The remaining chapters turn from sermons to panegyrics and Christology. Chapter 5 begins with a summary of doctrinal developments from the Council of Chalcedon to the Second Council of Constantinople in 553 and the Three Chapters Controversy and the reactions to the latter in Rome, northern Italy, and Gaul (164–183). While many of his contemporaries were skeptical regarding, if not opposed to, the Second Council of Constantinople, Wheaton argues that Fortunatus favored unity—at least in part because of his education in Ravenna—and that he followed through with a consistent if “generic Chalcedonian theology” in his writings (183–188). The rest of the chapter focuses on the panegyric Ad Iustinum iuniorem imperatorem et Sophiam Augustos, thanking Justin II and Sophia on behalf of Radegund for sending a relic of the True Cross to Poitiers. Wheaton argues that Fortunatus may have been deliberately echoing, with a truly “light touch” (209), the 551 edict Confessio rectae fidei as a way of promoting reconciliation to his audience, including the imperial couple, Radegund and King Sigibert. Chapter 6 pursues this “vision of a united Chalcedonian Christendom” (210) in one of Fortunatus’ more enigmatic poems, probably written toward the end of his life, the In laudem sanctae Mariae (translated here with text and sources at 243–271).
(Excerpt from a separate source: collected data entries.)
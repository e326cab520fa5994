//! Convenience re-exports for common types and traits.
//!
//! ```rust
//! use hydra_adapters::prelude::*;
//! ```

pub use crate::domain::{Amount, BasisPoints, Decimals, Gas, QuoteCorrection, Rounding, Token};

pub use crate::traits::{Adapter, Venue};

pub use crate::adapters::{AdapterBox, PoolAdapter, TokenResolver};

#[cfg(feature = "constant-product")]
pub use crate::adapters::{UnilikeAdapter, UnilikeVenue};

#[cfg(feature = "stableswap")]
pub use crate::adapters::{
    CryptoAdapter, CryptoVenue, CurveAdapter, CurveLendingAdapter, CurveLendingVenue,
    CurvePlainVenue, SaddleAdapter, SaddleVenue,
};

#[cfg(feature = "vault")]
pub use crate::adapters::{GmxAdapter, GmxVenue};

pub use crate::config::{ConfigError, DeployOptions, NetworkOptions};

pub use crate::deployment::{GasProfile, GasSample};

pub use crate::host::{Chain, Ledger};

pub use crate::error::{AdapterError, Result};
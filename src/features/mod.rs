//! Feature modules for pomodoro.
//!
//! - `focus`: the work/break timer, its settings and persistence
//! - `chime`: audible cue played when a phase completes
//! - `shell`: shell completion scripts

pub mod chime;
pub mod focus;
pub mod shell;
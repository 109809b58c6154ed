//! Storage layer for pomodoro.
//!
//! This module provides the key-value persistence used for:
//! - Timer settings (work/break durations, cycle length)
//! - The completed work session counter

mod keyvalue;

pub use keyvalue::{FileStore, KeyValueStore, MemoryStore};

#[cfg(test)]
pub use keyvalue::MockKeyValueStore;
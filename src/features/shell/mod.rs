//! Shell integration.
//!
//! This module provides shell completions generation.

pub mod completions;

pub use completions::{completion_install_instructions, generate_completions};
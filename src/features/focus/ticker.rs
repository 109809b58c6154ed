//! Cooperative tick scheduling.
//!
//! The engine owns no timer. Whatever loop embeds it keeps a [`Ticker`],
//! arms it while the engine runs, disarms it the moment the engine stops,
//! and asks it whether a tick is due.

use std::time::{Duration, Instant};

/// Periodic tick trigger driven by the caller's clock.
#[derive(Debug, Clone)]
pub struct Ticker {
    interval: Duration,
    next_due: Option<Instant>,
}

impl Ticker {
    /// Create a disarmed ticker.
    #[must_use]
    pub const fn new(interval: Duration) -> Self {
        Self {
            interval,
            next_due: None,
        }
    }

    /// Schedule the first tick one interval after `now`. No-op if armed.
    pub fn arm(&mut self, now: Instant) {
        if self.next_due.is_none() {
            self.next_due = Some(now + self.interval);
        }
    }

    /// Cancel all scheduled ticks.
    pub fn disarm(&mut self) {
        self.next_due = None;
    }

    /// Arm or disarm to match the engine's running state.
    pub fn sync(&mut self, running: bool, now: Instant) {
        if running {
            self.arm(now);
        } else {
            self.disarm();
        }
    }

    /// Consume one due tick, if any.
    ///
    /// Call repeatedly to catch up after a slow iteration; each call
    /// consumes at most one interval.
    pub fn poll(&mut self, now: Instant) -> bool {
        match self.next_due {
            Some(due) if now >= due => {
                self.next_due = Some(due + self.interval);
                true
            }
            _ => false,
        }
    }

    /// Time left until the next tick, or `None` when disarmed.
    #[must_use]
    pub fn time_until_due(&self, now: Instant) -> Option<Duration> {
        self.next_due.map(|due| due.saturating_duration_since(now))
    }
}
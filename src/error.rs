//! Error types for pomodoro.
//!
//! Most timer failures are recovered locally (storage falls back to defaults,
//! audio falls back to silence). The variants here cover what the command
//! line and terminal front ends can still surface to the user.

use thiserror::Error;

/// Errors that can occur in pomodoro.
#[derive(Debug, Error)]
pub enum PomodoroError {
    /// Application configuration could not be read, parsed or written.
    #[error("Configuration error: {0}")]
    Config(String),

    /// The key-value store could not be read or written.
    #[error("Storage error: {0}")]
    Storage(String),

    /// A value could not be parsed.
    #[error("Parse error: {0}")]
    Parse(String),

    /// Sound playback failed.
    #[error("Audio error: {0}")]
    Audio(String),

    /// Terminal setup, drawing or event handling failed.
    #[error("Terminal error: {0}")]
    Terminal(String),

    /// Underlying I/O failure.
    #[error("I/O error: {0}")]
    Io(#[from] std::io::Error),

    /// JSON (de)serialization failure.
    #[error("JSON error: {0}")]
    Json(#[from] serde_json::Error),

    /// YAML (de)serialization failure.
    #[error("YAML error: {0}")]
    Yaml(#[from] serde_yaml::Error),
}

#[cfg(test)]
mod tests {
    use super::*;

    #[test]
    fn test_error_display() {
        let err = PomodoroError::Config("bad value".to_string());
        assert_eq!(err.to_string(), "Configuration error: bad value");

        let err = PomodoroError::Audio("no player".to_string());
        assert_eq!(err.to_string(), "Audio error: no player");
    }

    #[test]
    fn test_io_conversion() {
        let io = std::io::Error::new(std::io::ErrorKind::NotFound, "gone");
        let err: PomodoroError = io.into();
        assert!(matches!(err, PomodoroError::Io(_)));
        assert!(err.to_string().contains("gone"));
    }

    #[test]
    fn test_json_conversion() {
        let parse = serde_json::from_str::<u32>("nope").unwrap_err();
        let err: PomodoroError = parse.into();
        assert!(matches!(err, PomodoroError::Json(_)));
    }
}
//! Key-value persistence.
//!
//! Each entry is a small text value stored under a stable key. The file
//! backend keeps one file per key inside `~/.pomodoro/store/`.

use std::cell::RefCell;
use std::collections::HashMap;
use std::path::{Path, PathBuf};

use crate::config::Paths;
use crate::error::PomodoroError;

/// A minimal string key-value store.
///
/// Implementations take `&self` so one backend can be shared between the
/// configuration store and the session counter handle.
#[cfg_attr(test, mockall::automock)]
pub trait KeyValueStore {
    /// Read the value stored under `key`, or `None` if absent.
    ///
    /// # Errors
    ///
    /// Returns an error if the backend cannot be read.
    fn get(&self, key: &str) -> Result<Option<String>, PomodoroError>;

    /// Store `value` under `key`, replacing any previous value.
    ///
    /// # Errors
    ///
    /// Returns an error if the backend cannot be written.
    fn set(&self, key: &str, value: &str) -> Result<(), PomodoroError>;
}

/// File-backed store: one file per key.
#[derive(Debug, Clone)]
pub struct FileStore {
    dir: PathBuf,
}

impl FileStore {
    /// Open the store described by `paths`, creating directories.
    ///
    /// # Errors
    ///
    /// Returns an error if the store directory cannot be created.
    pub fn open_in(paths: &Paths) -> Result<Self, PomodoroError> {
        paths.ensure_dirs()?;
        Ok(Self::at(&paths.store))
    }

    /// Use `dir` as the store directory without touching the filesystem.
    #[must_use]
    pub fn at(dir: &Path) -> Self {
        Self {
            dir: dir.to_path_buf(),
        }
    }

    /// Directory holding the entries.
    #[must_use]
    pub fn dir(&self) -> &Path {
        &self.dir
    }

    fn entry_path(&self, key: &str) -> Result<PathBuf, PomodoroError> {
        let valid = !key.is_empty()
            && key
                .chars()
                .all(|c| c.is_ascii_alphanumeric() || c == '-' || c == '_');
        if !valid {
            return Err(PomodoroError::Storage(format!("Invalid key: {key:?}")));
        }
        Ok(self.dir.join(key))
    }
}

impl KeyValueStore for FileStore {
    fn get(&self, key: &str) -> Result<Option<String>, PomodoroError> {
        let path = self.entry_path(key)?;
        match std::fs::read_to_string(&path) {
            Ok(value) => Ok(Some(value)),
            Err(e) if e.kind() == std::io::ErrorKind::NotFound => Ok(None),
            Err(e) => Err(PomodoroError::Storage(format!(
                "Failed to read {}: {e}",
                path.display()
            ))),
        }
    }

    fn set(&self, key: &str, value: &str) -> Result<(), PomodoroError> {
        let path = self.entry_path(key)?;
        let tmp = path.with_extension("tmp");

        std::fs::write(&tmp, value).map_err(|e| {
            PomodoroError::Storage(format!("Failed to write {}: {e}", tmp.display()))
        })?;
        std::fs::rename(&tmp, &path).map_err(|e| {
            PomodoroError::Storage(format!("Failed to replace {}: {e}", path.display()))
        })
    }
}

/// In-memory store (useful for testing and ephemeral sessions).
#[derive(Debug, Default)]
pub struct MemoryStore {
    entries: RefCell<HashMap<String, String>>,
}

impl MemoryStore {
    /// Create an empty store.
    #[must_use]
    pub fn new() -> Self {
        Self::default()
    }
}

impl KeyValueStore for MemoryStore {
    fn get(&self, key: &str) -> Result<Option<String>, PomodoroError> {
        Ok(self.entries.borrow().get(key).cloned())
    }

    fn set(&self, key: &str, value: &str) -> Result<(), PomodoroError> {
        self.entries
            .borrow_mut()
            .insert(key.to_string(), value.to_string());
        Ok(())
    }
}

#[cfg(test)]
mod tests {
    use super::*;
    use tempfile::TempDir;

    #[test]
    fn test_file_store_missing_key() {
        let temp_dir = TempDir::new().unwrap();
        let store = FileStore::at(temp_dir.path());

        assert_eq!(store.get("pomodoro-config").unwrap(), None);
    }

    #[test]
    fn test_file_store_set_and_get() {
        let temp_dir = TempDir::new().unwrap();
        let store = FileStore::at(temp_dir.path());

        store.set("pomodoro-work-sessions", "3").unwrap();
        assert_eq!(
            store.get("pomodoro-work-sessions").unwrap().as_deref(),
            Some("3")
        );

        store.set("pomodoro-work-sessions", "4").unwrap();
        assert_eq!(
            store.get("pomodoro-work-sessions").unwrap().as_deref(),
            Some("4")
        );
        assert!(!temp_dir.path().join("pomodoro-work-sessions.tmp").exists());
    }

    #[test]
    fn test_file_store_rejects_path_keys() {
        let temp_dir = TempDir::new().unwrap();
        let store = FileStore::at(temp_dir.path());

        assert!(matches!(
            store.set("../escape", "x"),
            Err(PomodoroError::Storage(_))
        ));
        assert!(store.get("").is_err());
    }

    #[test]
    fn test_file_store_open_in_creates_dirs() {
        let temp_dir = TempDir::new().unwrap();
        let paths = Paths::with_root(temp_dir.path().join("data"));

        let store = FileStore::open_in(&paths).unwrap();

        assert_eq!(store.dir(), paths.store.as_path());
        assert!(paths.store.exists());
    }

    #[test]
    fn test_file_store_unwritable_dir() {
        let temp_dir = TempDir::new().unwrap();
        let store = FileStore::at(&temp_dir.path().join("does-not-exist"));

        assert!(store.set("key", "value").is_err());
        // A missing directory reads as an absent key
        assert_eq!(store.get("key").unwrap(), None);
    }

    #[test]
    fn test_memory_store() {
        let store = MemoryStore::new();
        assert_eq!(store.get("a").unwrap(), None);

        store.set("a", "1").unwrap();
        assert_eq!(store.get("a").unwrap().as_deref(), Some("1"));
    }
}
In surveying the source texts, which in this case include many of Fortunatus's own works, this chapter highlights anonymous sixth-century North African sermons containing epithets for Mary otherwise found only in eastern sources. According to Wheaton, “Fortunatus was drawing on a pan-Mediterranean current of Marian veneration that had not yet reached Gaul, and was only beginning to impact Italy” (233)—yet this is more evidence of his residual Italian identity. A brief conclusion ties together the main arguments of this worthwhile study.